A Europa, entre a Fada Madrinha e a Bruxa Má

Os últimos tempos mostraram como a volatilidade da construção da União Europeia é ao mesmo tempo invocada por adeptos e adversários para justificar pôr-lhe termo ou para a aprofundar. No meio ficará quem vê nessa volatilidade uma virtude. A Europa é uma construção dependente da vontade dos povos e dos Estados, não é um fim em si mesma nem é o fim dos Estados. Criticá-la não equivale a declarar-lhe o óbito, reconhecer-lhe vantagens não implica ter de ser acrítico.

Comprar vacinas em conjunto era, com toda a probabilidade, a melhor opção que os europeus tinham. Para além do reduzido poder de negociação que cada um dos países da União Europeia teria se tivesse sido cada um por si, por esta altura, em vez de discutirmos a falta generalizada de vacinas na Europa, provavelmente estaríamos a discutir por que razão uns Estados tinham conseguido mais do que outros ou porque estavam a impedir a exportação de vacinas dentro do mercado interno. Não há nenhuma razão para achar que essa alternativa teria dado melhores resultados ou que era obviamente melhor. O que não equivale a dizer que correu tudo bem.
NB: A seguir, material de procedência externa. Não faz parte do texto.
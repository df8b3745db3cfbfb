//! RPC wire format.
//!
//! The host shell sends `{method, params?, id?}` and reads back
//! `{id, success, result?, error?: {code, message}}`. Error codes are
//! strings: transport-level codes here, the vault's own error codes for
//! import failures.

use serde::{Deserialize, Serialize};

/// An RPC request envelope.
#[derive(Debug, Deserialize)]
pub struct RpcRequest {
    pub method: String,
    pub params: Option<serde_json::Value>,
    pub id: Option<serde_json::Value>,
}

/// An RPC response envelope.
#[derive(Debug, Serialize)]
pub struct RpcResponse {
    pub id: Option<serde_json::Value>,
    pub success: bool,
    #[serde(skip_serializing_if = "Option::is_none")]
    pub result: Option<serde_json::Value>,
    #[serde(skip_serializing_if = "Option::is_none")]
    pub error: Option<RpcError>,
}

/// Error payload with a string code.
#[derive(Debug, Serialize)]
pub struct RpcError {
    pub code: String,
    pub message: String,
}

impl RpcResponse {
    pub fn success(id: Option<serde_json::Value>, result: serde_json::Value) -> Self {
        Self {
            id,
            success: true,
            result: Some(result),
            error: None,
        }
    }

    pub fn error(
        id: Option<serde_json::Value>,
        code: impl Into<String>,
        message: impl Into<String>,
    ) -> Self {
        Self {
            id,
            success: false,
            result: None,
            error: Some(RpcError {
                code: code.into(),
                message: message.into(),
            }),
        }
    }

    pub fn method_not_found(id: Option<serde_json::Value>, method: &str) -> Self {
        Self::error(id, "METHOD_NOT_FOUND", format!("Method not found: {method}"))
    }

    pub fn invalid_params(id: Option<serde_json::Value>, message: impl Into<String>) -> Self {
        Self::error(id, "INVALID_PARAMS", message)
    }
}

/// Extract a required string param.
pub fn require_str<'a>(
    params: Option<&'a serde_json::Value>,
    key: &str,
) -> Result<&'a str, String> {
    params
        .and_then(|p| p.get(key))
        .and_then(|v| v.as_str())
        .ok_or_else(|| format!("Missing required parameter: {key}"))
}
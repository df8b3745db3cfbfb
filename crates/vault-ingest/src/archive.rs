//! ZIP safety protocol.
//!
//! The pre-scan runs before any entry is extracted and rejects the whole
//! archive on the first violation: entry count, declared sizes from the
//! central directory, per-entry compression ratio, running uncompressed
//! total, and path traversal in raw entry names. The traversal check works
//! on the raw header name — normalizing first would resolve the `..`
//! components and defeat the check.

use std::io::{Cursor, Read};

use tracing::debug;
use zip::ZipArchive;

use vault_core::{Result, VaultError};

use crate::limits::ZipLimits;

/// Whether the bytes look like a ZIP archive (local-file or empty-archive
/// magic).
#[must_use]
pub fn looks_like_zip(bytes: &[u8]) -> bool {
    bytes.starts_with(b"PK\x03\x04") || bytes.starts_with(b"PK\x05\x06")
}

/// Validate an archive against the limits without extracting anything.
///
/// Atomic: a failure anywhere means no entry is extracted at all. Size and
/// ratio checks use the declared central-directory metadata only — the
/// point is to reject before decompression spends the resources.
pub fn pre_scan(bytes: &[u8], limits: &ZipLimits) -> Result<()> {
    let mut archive = open(bytes)?;

    if archive.len() > limits.max_entries {
        return Err(VaultError::ZipTooManyEntries {
            count: archive.len(),
            limit: limits.max_entries,
        });
    }

    let mut total: u64 = 0;
    for index in 0..archive.len() {
        let entry = archive
            .by_index_raw(index)
            .map_err(|e| VaultError::ZipCorrupt {
                message: format!("entry {index} unreadable: {e}"),
            })?;

        let raw_name = String::from_utf8_lossy(entry.name_raw()).into_owned();
        check_entry_name(&raw_name)?;

        if entry.is_dir() {
            continue;
        }

        let declared = entry.size();
        let compressed = entry.compressed_size();

        if declared > limits.max_single_file_bytes {
            return Err(VaultError::ZipEntryTooLarge {
                name: raw_name,
                declared,
                limit: limits.max_single_file_bytes,
            });
        }

        // A zero compressed size with declared payload is its own bomb class.
        let bomb = if compressed == 0 {
            declared > 0
        } else {
            declared / compressed > limits.max_ratio
        };
        if bomb {
            return Err(VaultError::ZipCorrupt {
                message: format!(
                    "entry '{raw_name}' declares {declared} bytes from {compressed} compressed \
                     (ratio limit {})",
                    limits.max_ratio
                ),
            });
        }

        total = total.saturating_add(declared);
        if total > limits.max_total_uncompressed_bytes {
            return Err(VaultError::ZipTotalTooLarge {
                limit: limits.max_total_uncompressed_bytes,
            });
        }
    }

    debug!(
        entries = archive.len(),
        declared_total = total,
        "archive pre-scan passed"
    );
    Ok(())
}

/// Open an archive over in-memory bytes.
pub fn open(bytes: &[u8]) -> Result<ZipArchive<Cursor<&[u8]>>> {
    ZipArchive::new(Cursor::new(bytes)).map_err(|e| VaultError::ZipCorrupt {
        message: format!("unparseable archive: {e}"),
    })
}

/// Decompress one entry, bounded by the single-file limit.
///
/// The pre-scan validated the declared size; this bound catches archives
/// whose actual stream is larger than the header claims.
pub fn read_entry(
    archive: &mut ZipArchive<Cursor<&[u8]>>,
    index: usize,
    limits: &ZipLimits,
) -> Result<Vec<u8>> {
    let entry = archive.by_index(index).map_err(|e| VaultError::ZipCorrupt {
        message: format!("entry {index} unreadable: {e}"),
    })?;
    let name = entry.name().to_string();

    let mut bytes = Vec::new();
    let limit = limits.max_single_file_bytes;
    let read = entry
        .take(limit.saturating_add(1))
        .read_to_end(&mut bytes)
        .map_err(|e| VaultError::ZipCorrupt {
            message: format!("entry '{name}' failed to decompress: {e}"),
        })?;
    if read as u64 > limit {
        return Err(VaultError::ZipEntryTooLarge {
            name,
            declared: read as u64,
            limit,
        });
    }
    Ok(bytes)
}

/// Reject raw entry names that could escape the extraction root.
///
/// Operates on the raw header name: split on both separators and look for
/// literal `..` components or an absolute prefix.
fn check_entry_name(raw_name: &str) -> Result<()> {
    let absolute = raw_name.starts_with('/')
        || raw_name.starts_with('\\')
        || is_windows_drive(raw_name);
    let dotdot = raw_name.split(['/', '\\']).any(|component| component == "..");

    if absolute || dotdot {
        return Err(VaultError::ZipSlipDetected {
            name: raw_name.to_string(),
        });
    }
    Ok(())
}

fn is_windows_drive(name: &str) -> bool {
    let bytes = name.as_bytes();
    bytes.len() >= 2 && bytes[0].is_ascii_alphabetic() && bytes[1] == b':'
}

// ─────────────────────────────────────────────────────────────────────────────
// Tests
// ─────────────────────────────────────────────────────────────────────────────

#[cfg(test)]
mod tests {
    use super::*;
    use std::io::Write;
    use vault_core::ErrorCode;
    use zip::write::SimpleFileOptions;
    use zip::ZipWriter;

    fn build_zip(entries: &[(&str, &[u8])]) -> Vec<u8> {
        let mut buf = Vec::new();
        let mut writer = ZipWriter::new(Cursor::new(&mut buf));
        for (name, bytes) in entries {
            writer
                .start_file(name.to_string(), SimpleFileOptions::default())
                .unwrap();
            writer.write_all(bytes).unwrap();
        }
        writer.finish().unwrap();
        buf
    }

    #[test]
    fn zip_magic_detection() {
        let archive = build_zip(&[("a.txt", b"hello")]);
        assert!(looks_like_zip(&archive));
        assert!(!looks_like_zip(b"[{\"id\": 1}]"));
        assert!(!looks_like_zip(b""));
    }

    #[test]
    fn benign_archive_passes() {
        let archive = build_zip(&[
            ("conversations.json", b"[]"),
            ("media/readme.txt", b"hello"),
        ]);
        pre_scan(&archive, &ZipLimits::default()).unwrap();
    }

    #[test]
    fn too_many_entries_rejected() {
        let archive = build_zip(&[("a.txt", b"1"), ("b.txt", b"2"), ("c.txt", b"3")]);
        let limits = ZipLimits {
            max_entries: 2,
            ..ZipLimits::default()
        };
        let err = pre_scan(&archive, &limits).unwrap_err();
        assert_eq!(err.code(), ErrorCode::ZipTooManyEntries);
    }

    #[test]
    fn oversized_entry_rejected() {
        let archive = build_zip(&[("big.json", &[b'x'; 4096])]);
        let limits = ZipLimits {
            max_single_file_bytes: 1024,
            // Keep the ratio check out of the way: 4 KiB of one repeated
            // byte deflates far past 100:1.
            max_ratio: u64::MAX,
            ..ZipLimits::default()
        };
        let err = pre_scan(&archive, &limits).unwrap_err();
        assert_eq!(err.code(), ErrorCode::ZipEntryTooLarge);
    }

    #[test]
    fn declared_total_rejected() {
        let archive = build_zip(&[
            ("a.json", &[b'a'; 800]),
            ("b.json", &[b'b'; 800]),
        ]);
        let limits = ZipLimits {
            max_total_uncompressed_bytes: 1000,
            max_ratio: u64::MAX,
            ..ZipLimits::default()
        };
        let err = pre_scan(&archive, &limits).unwrap_err();
        assert_eq!(err.code(), ErrorCode::ZipTotalTooLarge);
    }

    #[test]
    fn ratio_bomb_rejected() {
        // 1 MiB of zeros deflates to a few KiB — a genuine ratio bomb at
        // the default 100:1 limit.
        let payload = vec![0u8; 1024 * 1024];
        let archive = build_zip(&[("bomb.json", &payload)]);
        let err = pre_scan(&archive, &ZipLimits::default()).unwrap_err();
        assert_eq!(err.code(), ErrorCode::ZipCorrupt);
        assert!(err.to_string().contains("ratio"));
    }

    #[test]
    fn traversal_entry_rejected() {
        let archive = build_zip(&[("../outside.txt", b"escape")]);
        let err = pre_scan(&archive, &ZipLimits::default()).unwrap_err();
        assert_eq!(err.code(), ErrorCode::ZipSlipDetected);
    }

    #[test]
    fn nested_traversal_rejected() {
        let archive = build_zip(&[("data/../../outside.txt", b"escape")]);
        let err = pre_scan(&archive, &ZipLimits::default()).unwrap_err();
        assert_eq!(err.code(), ErrorCode::ZipSlipDetected);
    }

    #[test]
    fn backslash_traversal_rejected() {
        let archive = build_zip(&[(r"data\..\outside.txt", b"escape")]);
        let err = pre_scan(&archive, &ZipLimits::default()).unwrap_err();
        assert_eq!(err.code(), ErrorCode::ZipSlipDetected);
    }

    #[test]
    fn absolute_entry_rejected() {
        let archive = build_zip(&[("/etc/crontab", b"escape")]);
        let err = pre_scan(&archive, &ZipLimits::default()).unwrap_err();
        assert_eq!(err.code(), ErrorCode::ZipSlipDetected);
    }

    #[test]
    fn windows_drive_entry_rejected() {
        let archive = build_zip(&[(r"C:\evil.txt", b"escape")]);
        let err = pre_scan(&archive, &ZipLimits::default()).unwrap_err();
        assert_eq!(err.code(), ErrorCode::ZipSlipDetected);
    }

    #[test]
    fn dotted_filenames_are_not_traversal() {
        let archive = build_zip(&[("notes..txt", b"fine"), ("a/..b/c.txt", b"fine")]);
        pre_scan(&archive, &ZipLimits::default()).unwrap();
    }

    #[test]
    fn garbage_bytes_are_corrupt() {
        let err = pre_scan(b"PK\x03\x04 not really a zip", &ZipLimits::default()).unwrap_err();
        assert_eq!(err.code(), ErrorCode::ZipCorrupt);
    }

    #[test]
    fn read_entry_round_trips() {
        let archive_bytes = build_zip(&[("conversations.json", b"[1, 2, 3]")]);
        let mut archive = open(&archive_bytes).unwrap();
        let bytes = read_entry(&mut archive, 0, &ZipLimits::default()).unwrap();
        assert_eq!(bytes, b"[1, 2, 3]");
    }

    #[test]
    fn read_entry_enforces_byte_bound() {
        let archive_bytes = build_zip(&[("big.bin", &[b'x'; 2000])]);
        let mut archive = open(&archive_bytes).unwrap();
        let limits = ZipLimits {
            max_single_file_bytes: 1000,
            ..ZipLimits::default()
        };
        let err = read_entry(&mut archive, 0, &limits).unwrap_err();
        assert_eq!(err.code(), ErrorCode::ZipEntryTooLarge);
    }
}
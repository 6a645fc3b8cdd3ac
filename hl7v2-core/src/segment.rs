//! Segment parser: one terminator-split line → one [`Segment`].
//!
//! The identifier decides the segment kind once, here. Header-family lines
//! (`MSH`, `BHS`, `FHS`) keep their delimiter declaration as one opaque
//! subcomponent; every other line is split on field, repetition, component
//! and subcomponent separators in that order.

use crate::delimiters::DelimiterSet;
use crate::error::{Error, Result};
use crate::escape;
use crate::segment_id::SegmentId;
use crate::value::{Component, Field, Repetition, Segment, Subcomponent};

/// Parse one segment line.
///
/// With `check_escapes`, every subcomponent outside the header declaration
/// must decode cleanly or the whole segment fails with the escape error.
pub fn parse_segment(line: &str, delims: &DelimiterSet, check_escapes: bool) -> Result<Segment> {
    let id = parse_identifier(line, delims)?;
    // parse_identifier guarantees 3 ASCII bytes up front.
    let body = &line[3..];

    if id.is_header() {
        return parse_header(id, body, delims, check_escapes);
    }

    let fields = match body.strip_prefix(delims.field) {
        None => Vec::new(),
        Some(rest) => rest
            .split(delims.field)
            .map(|text| parse_field(text, delims, check_escapes))
            .collect::<Result<Vec<_>>>()?,
    };
    Ok(Segment::ordinary(id, fields, *delims))
}

/// Validate the 3-character prefix and what follows it.
pub fn parse_identifier(line: &str, delims: &DelimiterSet) -> Result<SegmentId> {
    if line.chars().count() < 3 {
        return Err(Error::SegmentTooShort(line.to_string()));
    }
    let id = line
        .get(..3)
        .and_then(|prefix| SegmentId::new(prefix).ok())
        .ok_or_else(|| Error::InvalidSegmentIdentifier(prefix_of(line)))?;

    match line[3..].chars().next() {
        None => Ok(id),
        Some(c) if c == delims.field => Ok(id),
        Some(_) => Err(Error::InvalidSegmentIdentifier(prefix_of(line))),
    }
}

/// Up to the first three characters of `line`, used in diagnostics.
pub fn prefix_of(line: &str) -> String {
    line.chars().take(3).collect()
}

fn parse_header(
    id: SegmentId,
    body: &str,
    delims: &DelimiterSet,
    check_escapes: bool,
) -> Result<Segment> {
    let Some(rest) = body.strip_prefix(delims.field) else {
        return Err(Error::MalformedHeader(format!(
            "{id} does not use field separator {:?}",
            delims.field
        )));
    };

    let mut parts = rest.split(delims.field);
    let declared = parts.next().unwrap_or_default();
    if declared != delims.encoding_characters() {
        return Err(Error::MalformedHeader(format!(
            "{id} declares {declared:?}, expected {:?}",
            delims.encoding_characters()
        )));
    }

    let fields = parts
        .map(|text| parse_field(text, delims, check_escapes))
        .collect::<Result<Vec<_>>>()?;
    Ok(Segment::header(id, fields, *delims))
}

/// Split one field's text into repetitions, components and subcomponents.
pub fn parse_field(text: &str, delims: &DelimiterSet, check_escapes: bool) -> Result<Field> {
    let d = *delims;
    if text.is_empty() {
        return Ok(Field::empty(d));
    }

    let mut repetitions = Vec::new();
    for rep in text.split(d.repetition) {
        let mut components = Vec::new();
        for comp in rep.split(d.component) {
            let mut subs = Vec::new();
            for sub in comp.split(d.subcomponent) {
                if check_escapes {
                    escape::decode(sub, &d)?;
                }
                subs.push(Subcomponent::from_raw(sub, d));
            }
            components.push(Component::new(subs, d));
        }
        repetitions.push(Repetition::new(components, d));
    }
    Ok(Field::new(repetitions, d))
}

#[cfg(test)]
mod tests {
    use super::*;
    use pretty_assertions::assert_eq;

    fn d() -> DelimiterSet {
        DelimiterSet::default()
    }

    fn parse(line: &str) -> Result<Segment> {
        parse_segment(line, &d(), true)
    }

    #[test]
    fn test_ordinary_segment() {
        let seg = parse("PID|1||123^^^H^MR||Doe^Jane").unwrap();
        assert_eq!(seg.id(), "PID");
        assert_eq!(seg.len(), 5);
        assert_eq!(seg.field(3).unwrap().serialize(), "123^^^H^MR");
        assert_eq!(seg.field(3).unwrap().component(4).unwrap().value().unwrap(), "H");
        assert_eq!(seg.field(5).unwrap().component(2).unwrap().value().unwrap(), "Jane");
    }

    #[test]
    fn test_empty_fields_preserved() {
        let seg = parse("PID||||Smith").unwrap();
        assert_eq!(seg.len(), 4);
        assert!(seg.field(3).unwrap().is_empty());
        assert_eq!(seg.field(4).unwrap().value().unwrap(), "Smith");
        assert_eq!(seg.serialize(), "PID||||Smith");

        let trailing = parse("OBX|1|||").unwrap();
        assert_eq!(trailing.len(), 4);
        assert_eq!(trailing.serialize(), "OBX|1|||");
    }

    #[test]
    fn test_identifier_only() {
        let seg = parse("ZZZ").unwrap();
        assert!(seg.is_empty());
        assert_eq!(seg.serialize(), "ZZZ");
    }

    #[test]
    fn test_repetitions_and_subcomponents() {
        let seg = parse("PID|1||A&B^C~D").unwrap();
        let field = seg.field(3).unwrap();
        assert_eq!(field.repetitions().len(), 2);
        let first = field.component(1).unwrap();
        assert_eq!(first.subcomponents().len(), 2);
        assert_eq!(first.subcomponent(2).unwrap().raw(), "B");
        assert_eq!(field.repetition(2).unwrap().serialize(), "D");
    }

    #[test]
    fn test_header_declaration_is_opaque() {
        let seg = parse("MSH|^~\\&|APP|FAC").unwrap();
        assert!(seg.is_header());
        assert_eq!(seg.field(1).unwrap().serialize(), "|");
        assert_eq!(seg.encoding_characters(), Some("^~\\&"));
        assert_eq!(seg.field(2).unwrap().repetitions().len(), 1);
        assert_eq!(seg.field(3).unwrap().value().unwrap(), "APP");
        assert_eq!(seg.serialize(), "MSH|^~\\&|APP|FAC");
    }

    #[test]
    fn test_header_mismatched_declaration() {
        assert!(matches!(
            parse("MSH|#~\\&|APP"),
            Err(Error::MalformedHeader(_))
        ));
        assert!(matches!(parse("MSH"), Err(Error::MalformedHeader(_))));
    }

    #[test]
    fn test_too_short() {
        assert_eq!(parse("PI"), Err(Error::SegmentTooShort("PI".into())));
        assert_eq!(parse(""), Err(Error::SegmentTooShort(String::new())));
    }

    #[test]
    fn test_invalid_identifier() {
        assert_eq!(
            parse("P-D|1"),
            Err(Error::InvalidSegmentIdentifier("P-D".into()))
        );
        assert_eq!(
            parse("PIDX|1"),
            Err(Error::InvalidSegmentIdentifier("PID".into()))
        );
        assert_eq!(
            parse("éAB|1"),
            Err(Error::InvalidSegmentIdentifier("éAB".into()))
        );
    }

    #[test]
    fn test_escape_checking() {
        assert!(matches!(
            parse("NTE|1||bad \\Q\\ token"),
            Err(Error::UnknownEscapeSequence(_))
        ));
        let lenient = parse_segment("NTE|1||bad \\Q\\ token", &d(), false).unwrap();
        assert_eq!(lenient.field(3).unwrap().serialize(), "bad \\Q\\ token");
    }

    #[test]
    fn test_custom_delimiters() {
        let delims = DelimiterSet::parse("#~\\&", '|').unwrap();
        let seg = parse_segment("PID|1||A#B^C", &delims, true).unwrap();
        let field = seg.field(3).unwrap();
        assert_eq!(field.component(1).unwrap().value().unwrap(), "A");
        assert_eq!(field.component(2).unwrap().value().unwrap(), "B^C");
    }
}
Face à questão das vacinas e à comparação com o Reino Unido (como, de resto, face à gestão da pandemia desde o início), organizaram-se dois campos: os que esperam que tudo prove como foi um erro fatal para os britânicos terem saído e os que anseiam por provar que é por estar fora da União Europeia que o Reino Unido vai ter sucesso. Ambos partem do mesmo problema: acreditar que a fragilidade da construção europeia prova o respetivo argumento. E, na verdade, quanto mais insistem, mais mutuamente reforçam a posição dos seus adversários.

Para a claque pró-britânica, depois de algum silêncio e embaraço durante a fase inicial da gestão da pandemia, a autonomia na aquisição de vacinas, o avanço do processo de vacinação e a solidez de Boris Johnson perante as dúvidas sobre a vacina da AstraZeneca provam que é fora da Europa que está o rumo e que, dependendo da burocracia de Bruxelas e da sua má gestão, estamos condenados à miséria. A solução será sair enquanto é tempo (supondo-se que no dia seguinte seremos poderosos, ricos e bem liderados como os britânicos).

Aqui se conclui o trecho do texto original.